EDIT-In fact i believe that useing a coil either side of a magnet should increase torque,while reducing the P/in by half.The reason is because insted of only having two magnetic fields acting apon one another,we would have four magnetic fields acting apon one another-while creating a concentrated field between the two coils.This concentration of the magnetic field should also add to the pull force(torque)on top of the four interacting magnetic fields.

Quote TK: Only by conducting True Experiments can real cause-and-effect relationships be ascertained, in any field of research.

@MH
Have you actually tried said experiment regarding your statement
Quote: When those two coils on opposite sides of the magnet are energized, their magnetic fields will "fight" with each other.  In more simple technical terms the magnetic fields generated by the two coils on either side of the rotor magnet will mostly cancel each other out.  There will not be a stronger field between the two coils, there will be a weaker field between the two coils.

NO NO NO
If we are to teach or help those in need MH,we must make sure we are correct with the information given to those that ask for it.

Having a coil either side of a magnet(in this case ,a rotor magnet)is by far more efficient per watts of P/in than a single coil on one side of the rotor magnet.

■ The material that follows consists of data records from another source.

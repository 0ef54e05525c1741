// src/utils/mod.rs
//! Helper functions shared across the service.

pub mod clock;
pub mod crypto;
pub mod serialization;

There is no cancelation of magnetic fields between two coils in this situation,but an increase in magnetic field strength.

[MileHigh]

TK:

Interesting discussion.  I was thinking along purer lines.  Something like a spinning rotor and a single drive coil, no external magnetic field.  When you flip the polarity of the energizing of the coil, will the ability to impart energy on the rotor be different?  For either polarity it's an integral of a force vs. angle curve and there is no reason to believe that they will be different because the system has symmetry whether you are pulling or pushing.

Ha ha I just had a great idea.  This idea is fair game for anybody in the pulse motor build-off.  Coils are always energized with DC, typically from a 12-volt battery.  With a microcontroller you could drive the coil with a custom waveform.  Perhaps driving the coil with an initial  voltage over-shoot spike will give you faster repulsion force in place to meet the spinning rotor magnet.  The voltage spike gets the current flowing in the coil more quickly.  You can imagine a simple program where the microcontroler is triggered and then it just reads out a look-up table in memory to playback the waveform on an analog output pin.  Then you connect that to a beefy voltage servo-amplifier to drive the coil.  You could do one from scratch using an op-amp connected to a big pair of transistors.  The app note for that is floating around.  Or perhaps you could cheat and use a car audio amplifier.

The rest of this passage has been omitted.